Thursday, September 09, 2010


Thanks to a bouncing bale of hay weighing some 1300 pounds (94 stone or about 600 kilograms), a band member on the first four E.L.O. albums has achieved immortality. Had the general public heard of cellist Mike Edwards before? No, but his death made the news and he's now near the top of anyone's list of strange ways of dying. "Turn to Stone?" Not exactly. More like "Hay...Can't Get it Out Of My Head."

It was bright sunlight, 12:30pm, when Edwards drove in his van towards Kingsbridge, hardly expecting a Monty Python ending. But this was the last straw; due to some farmer's neglect, a bale got loose, rolled down toward the road, took a final bounce off a hedge, went high in the air, and landed on Mike. He was so unknown at the time of his demise, that local authorities weren't sure how to find his nearest of kin, or whether he'd been married. They certainly didn't know he had been in E.L.O., and at the accident scene he probably looked like he was in The Strawbs.

Fans of the band were quick to remember and praise the quirky cellist, who was the clown prince of the Electric Light Orchestra, an eccentric little man who favored odd costumes, and stunts. One of his best remembered bits (which unfortunately doesn't appear to have been filmed) was his "exploding cello" routine, after running a grapefruit over the strings of his cello and doing other eccentric miming. It was a highlight of the band's act when they toured in support of "Eldorado," Mike's final album with the group. After four albums and this tour (which included a splashy appearance at Avery Fisher Hall in New York on November 8th, 1974, and went round the world through the first months of 1975), Edwards changed his name to Deva Pramada, adopted a Buddhist lifestyle, and went on to the obscure life of a cello teacher in rural England…until a meaningless God shouted "Hay" and lofted a practical joke at him leaving the zen practitioner in a deaditative state.

He does leave behind great musical memories, many students who are cello masters thanks to his teachings, work on four E.L.O. albums, and fodder for a lot of bad jokes. The news of his passing raised questions about the meaning of life and why it can end in so many unpredictable, and sometimes both horrifying and hay-larious ways.

Below: Mike's impressive cello solo from the "Eldorado" tour, and a complete set from E.L.O. done at Civic Hall, Guildford.

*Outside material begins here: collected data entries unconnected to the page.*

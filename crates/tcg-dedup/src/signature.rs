//! Record signatures and similarity measures
//!
//! Three complementary signals decide whether two records are the same test:
//! - **summary key**: lower-cased, whitespace-collapsed summary (exact match)
//! - **step signature**: procedure text without numbering or punctuation, compared by
//!   token-set Jaccard plus a bonus per shared action verb
//! - **purpose signature**: first few intent-bearing summary words, compared by overlap

use once_cell::sync::Lazy;
use regex::Regex;
use serde::{Deserialize, Serialize};
use std::collections::BTreeSet;
use tcg_core::{NormalizedRecord, SimilarityConfig};

static STEP_NUMBERING: Lazy<Regex> = Lazy::new(|| {
    Regex::new(r"(?m)(?:^|\s)(?:step\s*)?\d+\s*[.):]").expect("valid numbering pattern")
});

/// Why a record was judged a duplicate
#[derive(Debug, Clone, Copy, PartialEq, Serialize, Deserialize)]
#[serde(tag = "kind", rename_all = "snake_case")]
pub enum RejectReason {
    /// Summary identical after case and whitespace folding
    ExactSummary,
    /// Step signatures at or above the step threshold
    SimilarSteps {
        /// Similarity that triggered the rejection
        score: f64,
    },
    /// Purpose signatures at or above the purpose threshold
    SimilarPurpose {
        /// Overlap that triggered the rejection
        score: f64,
    },
}

impl RejectReason {
    /// Stable name for logs and metrics labels
    #[must_use]
    pub fn as_str(&self) -> &'static str {
        match self {
            Self::ExactSummary => "exact_summary",
            Self::SimilarSteps { .. } => "similar_steps",
            Self::SimilarPurpose { .. } => "similar_purpose",
        }
    }
}

/// Exact-match key for a summary
#[must_use]
pub fn summary_key(summary: &str) -> String {
    summary
        .split_whitespace()
        .map(str::to_lowercase)
        .collect::<Vec<_>>()
        .join(" ")
}

/// Normalized procedure text and its comparison tokens
#[derive(Debug, Clone, PartialEq, Eq)]
pub struct StepSignature {
    text: String,
    tokens: BTreeSet<String>,
}

impl StepSignature {
    /// Build from raw steps text
    #[must_use]
    pub fn new(steps: &str, config: &SimilarityConfig) -> Self {
        let lowered = steps.to_lowercase();
        let unnumbered = STEP_NUMBERING.replace_all(&lowered, " ");
        let text = unnumbered
            .chars()
            .map(|c| if c.is_alphanumeric() || c.is_whitespace() { c } else { ' ' })
            .collect::<String>()
            .split_whitespace()
            .collect::<Vec<_>>()
            .join(" ");
        let tokens = text
            .split(' ')
            .filter(|t| t.chars().count() >= config.min_token_len)
            .map(str::to_string)
            .collect();
        Self { text, tokens }
    }

    /// Normalized text
    #[inline]
    #[must_use]
    pub fn text(&self) -> &str {
        &self.text
    }

    /// Whether there is nothing to compare
    #[inline]
    #[must_use]
    pub fn is_empty(&self) -> bool {
        self.tokens.is_empty()
    }

    /// Jaccard similarity plus shared action-verb bonus, capped at 1.0
    ///
    /// Signatures without tokens are never similar to anything.
    #[must_use]
    pub fn similarity(&self, other: &Self, config: &SimilarityConfig) -> f64 {
        if self.is_empty() || other.is_empty() {
            return 0.0;
        }
        let shared = self.tokens.intersection(&other.tokens).count();
        let union = self.tokens.union(&other.tokens).count();
        let jaccard = ratio(shared, union);

        let shared_verbs = config
            .action_verbs
            .iter()
            .filter(|verb| self.text.contains(verb.as_str()) && other.text.contains(verb.as_str()))
            .count();
        #[allow(clippy::cast_precision_loss)]
        let bonus = shared_verbs as f64 * config.action_verb_bonus;

        (jaccard + bonus).min(1.0)
    }
}

/// Intent keywords drawn from a summary
#[derive(Debug, Clone, PartialEq, Eq)]
pub struct PurposeSignature {
    words: Vec<String>,
}

impl PurposeSignature {
    /// First `purpose_signature_len` distinct summary words that are purpose verbs or
    /// at least `purpose_word_min_len` characters long
    #[must_use]
    pub fn new(summary: &str, config: &SimilarityConfig) -> Self {
        let mut words: Vec<String> = Vec::with_capacity(config.purpose_signature_len);
        let lowered = summary.to_lowercase();
        for word in lowered.split(|c: char| !c.is_alphanumeric()).filter(|w| !w.is_empty()) {
            if words.len() == config.purpose_signature_len {
                break;
            }
            let qualifies = config.purpose_verbs.iter().any(|v| v == word)
                || word.chars().count() >= config.purpose_word_min_len;
            if qualifies && !words.iter().any(|w| w == word) {
                words.push(word.to_string());
            }
        }
        Self { words }
    }

    /// Signature words in summary order
    #[inline]
    #[must_use]
    pub fn words(&self) -> &[String] {
        &self.words
    }

    /// Whether there is nothing to compare
    #[inline]
    #[must_use]
    pub fn is_empty(&self) -> bool {
        self.words.is_empty()
    }

    /// Shared words over distinct words across both signatures
    #[must_use]
    pub fn overlap(&self, other: &Self) -> f64 {
        if self.is_empty() || other.is_empty() {
            return 0.0;
        }
        let a: BTreeSet<&str> = self.words.iter().map(String::as_str).collect();
        let b: BTreeSet<&str> = other.words.iter().map(String::as_str).collect();
        ratio(a.intersection(&b).count(), a.union(&b).count())
    }
}

/// All three signals for one record
#[derive(Debug, Clone, PartialEq, Eq)]
pub struct RecordSignature {
    /// Exact-match summary key
    pub summary: String,
    /// Procedure signature
    pub steps: StepSignature,
    /// Intent signature
    pub purpose: PurposeSignature,
}

impl RecordSignature {
    /// Compute signals for `record`
    #[must_use]
    pub fn of(record: &NormalizedRecord, config: &SimilarityConfig) -> Self {
        Self {
            summary: summary_key(&record.summary),
            steps: StepSignature::new(&record.steps, config),
            purpose: PurposeSignature::new(&record.summary, config),
        }
    }

    /// First signal (in summary, steps, purpose order) marking `self` a duplicate of `other`
    #[must_use]
    pub fn duplicate_of(&self, other: &Self, config: &SimilarityConfig) -> Option<RejectReason> {
        if !self.summary.is_empty() && self.summary == other.summary {
            return Some(RejectReason::ExactSummary);
        }
        let score = self.steps.similarity(&other.steps, config);
        if score >= config.step_threshold && score > 0.0 {
            return Some(RejectReason::SimilarSteps { score });
        }
        let score = self.purpose.overlap(&other.purpose);
        if score >= config.purpose_threshold && score > 0.0 {
            return Some(RejectReason::SimilarPurpose { score });
        }
        None
    }
}

#[allow(clippy::cast_precision_loss)]
fn ratio(part: usize, whole: usize) -> f64 {
    if whole == 0 {
        0.0
    } else {
        part as f64 / whole as f64
    }
}

#[cfg(test)]
mod tests {
    use super::*;

    fn config() -> SimilarityConfig {
        SimilarityConfig::default()
    }

    #[test]
    fn summary_key_folds_case_and_whitespace() {
        assert_eq!(summary_key("  Login   With\tValid Email "), "login with valid email");
    }

    #[test]
    fn step_signature_strips_numbering_and_punctuation() {
        let sig = StepSignature::new("1. Open the Login page.\n2) Enter e-mail!\nStep 3: Submit", &config());
        assert_eq!(sig.text(), "open the login page enter e mail submit");
    }

    #[test]
    fn step_signature_strips_inline_numbering() {
        let sig = StepSignature::new("1. Open page 2. Click save", &config());
        assert_eq!(sig.text(), "open page click save");
    }

    #[test]
    fn identical_steps_are_fully_similar() {
        let a = StepSignature::new("Open settings and update profile", &config());
        let b = StepSignature::new("1. open settings, and update profile.", &config());
        assert!((a.similarity(&b, &config()) - 1.0).abs() < f64::EPSILON);
    }

    #[test]
    fn action_verb_bonus_applies_once_per_shared_verb() {
        // tokens: {create, user, account} vs {create, user, profile} -> 2/4 = 0.5
        let a = StepSignature::new("create user account", &config());
        let b = StepSignature::new("create user profile", &config());
        let score = a.similarity(&b, &config());
        assert!((score - 0.6).abs() < 1e-9, "score was {score}");
    }

    #[test]
    fn empty_steps_never_similar() {
        let a = StepSignature::new("", &config());
        let b = StepSignature::new("", &config());
        assert_eq!(a.similarity(&b, &config()), 0.0);
    }

    #[test]
    fn purpose_signature_takes_first_five_qualifying_words() {
        let sig = PurposeSignature::new("Verify login with valid email and password", &config());
        assert_eq!(sig.words(), &["verify", "login", "valid", "email", "password"]);

        let sig = PurposeSignature::new("Add a new tag to the post", &config());
        assert_eq!(sig.words(), &["add"]);
    }

    #[test]
    fn purpose_overlap_is_shared_over_union() {
        let a = PurposeSignature::new("Verify login with valid email and password", &config());
        let b = PurposeSignature::new("Check login using correct email and password", &config());
        // shared {login, email}, union of 8 words
        assert!((a.overlap(&b) - 0.25).abs() < 1e-9);
    }

    #[test]
    fn duplicate_of_reports_first_signal() {
        let c = config();
        let base = NormalizedRecord::new("TC_1", "Login works").with_steps("open login page");
        let same_summary = NormalizedRecord::new("TC_2", "LOGIN  works").with_steps("something else entirely");
        let reason = RecordSignature::of(&same_summary, &c).duplicate_of(&RecordSignature::of(&base, &c), &c);
        assert_eq!(reason, Some(RejectReason::ExactSummary));
    }
}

Edwards' "Cello Solo" from the Providence, Rhode Island ELO show, December 7, 1974. Remember Pearl Harbor Instant download or listen on line.
Mike Edwards and E.L.O. at Civic Hall, Guildford, U.K. May 7th 1972 Rapidly downloadable 50 minute set. Includes: 1. Overture, 2. Queen Of The Hours, 3. From The Sun To The World, 4. First Movement, 5. Dear Elaine, 6. Great Balls Of Fire, 7. In Old England Town


Anonymous said...

Indeed one of the strangest deaths in rock history.

Bev Bevan had various interesting things to say about Mike in his 1980 ELO biography. The exploding Cello routine indeed became a showstopper. Mike would mime the solo - Melvyn Gale would be just off the stage playing the live solo for Mike to mime to. The explosion would be triggered by a foot pedal and sure enough there was one night when Edwards and Gale were stranded when the pedal refused to work. Jeff Lynne apparently stood in the wings wondering why this Cello solo was going on and on and on...

Mike was clearly one of those talents who would be flamboyant and extroverted onstage but offstage was a quiet and private person. His departure came as a shock to the band. He announced he'd be leaving mid tour and said nothing more about it... the band thought he was kidding, probably letting off a little frustration. At the end of the tour when they landed back in England, Mike shook them all by the hand, said his goodbyes and quietly walked away... they never saw him again - well up to 1980 anyhow.

Anonymous said...

Correction to my post above - it was Hugh McDowell who played the parts Mike mimed to... I think Melvyn was his replacement!

Andy 7 said...

I saw ELO on their "On The Third Day Tour" and the opening acts were Franpton's Camel and Arthur Lee & Vindicator. Vindicator opened up with "Seven And Seven Is" and Camel did a lot of shit that ended up on "Frampton Comes Alive". Oh, to be young again!

Ted Hering said...

Looks like the link had expired.

Ill Folks said...

Hi Ted,

No, the link's still good:

You may have visited on a day when box net was acting hinky.